▶ [WORK INSTRUCTION] Set down the material in full. Keep every line exactly as it is.

▶ [STUDY MATERIAL]
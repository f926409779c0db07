//! Sync orchestration
//!
//! The scheduler is the convergence engine: it cycles the entity phases,
//! draining each incomplete frontier batch by batch until a full pass finds
//! nothing left. The coordinator wires a run together end to end, and the
//! enrichment pass decorates the converged catalog with genre and area data
//! from a secondary source.

mod coordinator;
mod enrich;
mod scheduler;

pub use coordinator::Coordinator;
pub use enrich::run_enrichment;
pub use scheduler::{convergence_reached, SyncOutcome, SyncPhase, SyncScheduler};
//! Storage trait and error types

use crate::catalog::{AlbumPayload, ArtistPayload, EnrichmentPayload, EntityKind, TrackPayload};
use crate::storage::{AlbumRow, ArtistRow, TrackRow};
use thiserror::Error;

/// Errors that can occur during storage operations
#[derive(Debug, Error)]
pub enum StorageError {
    #[error("SQLite error: {0}")]
    Sqlite(#[from] rusqlite::Error),

    #[error("Row not found: {0}")]
    NotFound(String),

    #[error("IO error: {0}")]
    Io(#[from] std::io::Error),
}

/// Result type for storage operations
pub type StorageResult<T> = Result<T, StorageError>;

/// Idempotent persistence over the catalog schema
///
/// Every `upsert_*` call persists one fetched batch in a single
/// transaction: primary rows fully overwrite mutable columns, foreign
/// references discovered inside the payloads become stub rows, and
/// relation rows are inserted ignoring primary-key conflicts. Replaying
/// a batch leaves the store unchanged.
pub trait CatalogStore {
    // ===== Batch persistence =====

    /// Persists full track payloads, stubbing their albums and artists
    fn upsert_tracks(&mut self, tracks: &[TrackPayload]) -> StorageResult<()>;

    /// Persists full album payloads, stubbing their artists and track list
    fn upsert_albums(&mut self, albums: &[AlbumPayload]) -> StorageResult<()>;

    /// Persists full artist payloads and any genres they carry
    ///
    /// Does not touch `albums_retrieved` or `area_id`: completion is
    /// monotonic, a re-fetch never reverts backfill or enrichment state.
    fn upsert_artists(&mut self, artists: &[ArtistPayload]) -> StorageResult<()>;

    /// Persists area and genre data from the secondary enrichment source
    fn upsert_artist_enrichment(
        &mut self,
        artist_id: &str,
        enrichment: &EnrichmentPayload,
    ) -> StorageResult<()>;

    /// Marks an artist's discography as fully walked
    fn mark_albums_retrieved(&mut self, artist_id: &str) -> StorageResult<()>;

    /// Inserts ID-only stub rows, used when seeding the initial frontier
    fn insert_stubs(&mut self, kind: EntityKind, ids: &[String]) -> StorageResult<()>;

    // ===== Scheduler queries =====

    /// Counts rows of a kind that still lack their full payload
    fn count_incomplete(&self, kind: EntityKind) -> StorageResult<u64>;

    /// Samples incomplete row IDs in no significant order
    fn sample_incomplete(&self, kind: EntityKind, limit: u32) -> StorageResult<Vec<String>>;

    /// Counts named artists whose discography has not been walked
    fn count_artists_pending_albums(&self) -> StorageResult<u64>;

    /// Samples artists for the album backfill phase, most popular first
    fn sample_artists_pending_albums(&self, limit: u32) -> StorageResult<Vec<String>>;

    /// Samples `(id, name)` of named artists lacking area or genre data
    fn sample_artists_pending_enrichment(
        &self,
        limit: u32,
    ) -> StorageResult<Vec<(String, String)>>;

    // ===== Row access and statistics =====

    fn get_track(&self, id: &str) -> StorageResult<Option<TrackRow>>;
    fn get_album(&self, id: &str) -> StorageResult<Option<AlbumRow>>;
    fn get_artist(&self, id: &str) -> StorageResult<Option<ArtistRow>>;

    /// Total row count for a kind, stubs included
    fn count_rows(&self, kind: EntityKind) -> StorageResult<u64>;

    /// Relation row count for a relation table name
    fn count_relations(&self, relation: &str) -> StorageResult<u64>;

    // ===== Lifecycle =====

    /// Drops and recreates the whole schema
    fn reset(&mut self) -> StorageResult<()>;
}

▶ [ANSWER TO THE PROBLEM]
repository f926409779c0db07
//! Sync orchestration
//!
//! The scheduler is the convergence engine: it cycles the entity phases,
//! draining each incomplete frontier batch by batch until a full pass finds
//! nothing left. The coordinator wires a run together end to end, and the
//! enrichment pass decorates the converged catalog with genre and area data
//! from a secondary source.

mod coordinator;
mod enrich;
mod scheduler;

pub use coordinator::Coordinator;
pub use enrich::run_enrichment;
pub use scheduler::{convergence_reached, SyncOutcome, SyncPhase, SyncScheduler};
//! Storage trait and error types

use crate::catalog::{AlbumPayload, ArtistPayload, EnrichmentPayload, EntityKind, TrackPayload};
use crate::storage::{AlbumRow, ArtistRow, TrackRow};
use thiserror::Error;

/// Errors that can occur during storage operations
#[derive(Debug, Error)]
pub enum StorageError {
    #[error("SQLite error: {0}")]
    Sqlite(#[from] rusqlite::Error),

    #[error("Row not found: {0}")]
    NotFound(String),

    #[error("IO error: {0}")]
    Io(#[from] std::io::Error),
}

/// Result type for storage operations
pub type StorageResult<T> = Result<T, StorageError>;

/// Idempotent persistence over the catalog schema
///
/// Every `upsert_*` call persists one fetched batch in a single
/// transaction: primary rows fully overwrite mutable columns, foreign
/// references discovered inside the payloads become stub rows, and
/// relation rows are inserted ignoring primary-key conflicts. Replaying
/// a batch leaves the store unchanged.
pub trait CatalogStore {
    // ===== Batch persistence =====

    /// Persists full track payloads, stubbing their albums and artists
    fn upsert_tracks(&mut self, tracks: &[TrackPayload]) -> StorageResult<()>;

    /// Persists full album payloads, stubbing their artists and track list
    fn upsert_albums(&mut self, albums: &[AlbumPayload]) -> StorageResult<()>;

    /// Persists full artist payloads and any genres they carry
    ///
    /// Does not touch `albums_retrieved` or `area_id`: completion is
    /// monotonic, a re-fetch never reverts backfill or enrichment state.
    fn upsert_artists(&mut self, artists: &[ArtistPayload]) -> StorageResult<()>;

    /// Persists area and genre data from the secondary enrichment source
    fn upsert_artist_enrichment(
        &mut self,
        artist_id: &str,
        enrichment: &EnrichmentPayload,
    ) -> StorageResult<()>;

    /// Marks an artist's discography as fully walked
    fn mark_albums_retrieved(&mut self, artist_id: &str) -> StorageResult<()>;

    /// Inserts ID-only stub rows, used when seeding the initial frontier
    fn insert_stubs(&mut self, kind: EntityKind, ids: &[String]) -> StorageResult<()>;

    // ===== Scheduler queries =====

    /// Counts rows of a kind that still lack their full payload
    fn count_incomplete(&self, kind: EntityKind) -> StorageResult<u64>;

    /// Samples incomplete row IDs in no significant order
    fn sample_incomplete(&self, kind: EntityKind, limit: u32) -> StorageResult<Vec<String>>;

    /// Counts named artists whose discography has not been walked
    fn count_artists_pending_albums(&self) -> StorageResult<u64>;

    /// Samples artists for the album backfill phase, most popular first
    fn sample_artists_pending_albums(&self, limit: u32) -> StorageResult<Vec<String>>;

    /// Samples `(id, name)` of named artists lacking area or genre data
    fn sample_artists_pending_enrichment(
        &self,
        limit: u32,
    ) -> StorageResult<Vec<(String, String)>>;

    // ===== Row access and statistics =====

    fn get_track(&self, id: &str) -> StorageResult<Option<TrackRow>>;
    fn get_album(&self, id: &str) -> StorageResult<Option<AlbumRow>>;
    fn get_artist(&self, id: &str) -> StorageResult<Option<ArtistRow>>;

    /// Total row count for a kind, stubs included
    fn count_rows(&self, kind: EntityKind) -> StorageResult<u64>;

    /// Relation row count for a relation table name
    fn count_relations(&self, relation: &str) -> StorageResult<u64>;

    // ===== Lifecycle =====

    /// Drops and recreates the whole schema
    fn reset(&mut self) -> StorageResult<()>;
}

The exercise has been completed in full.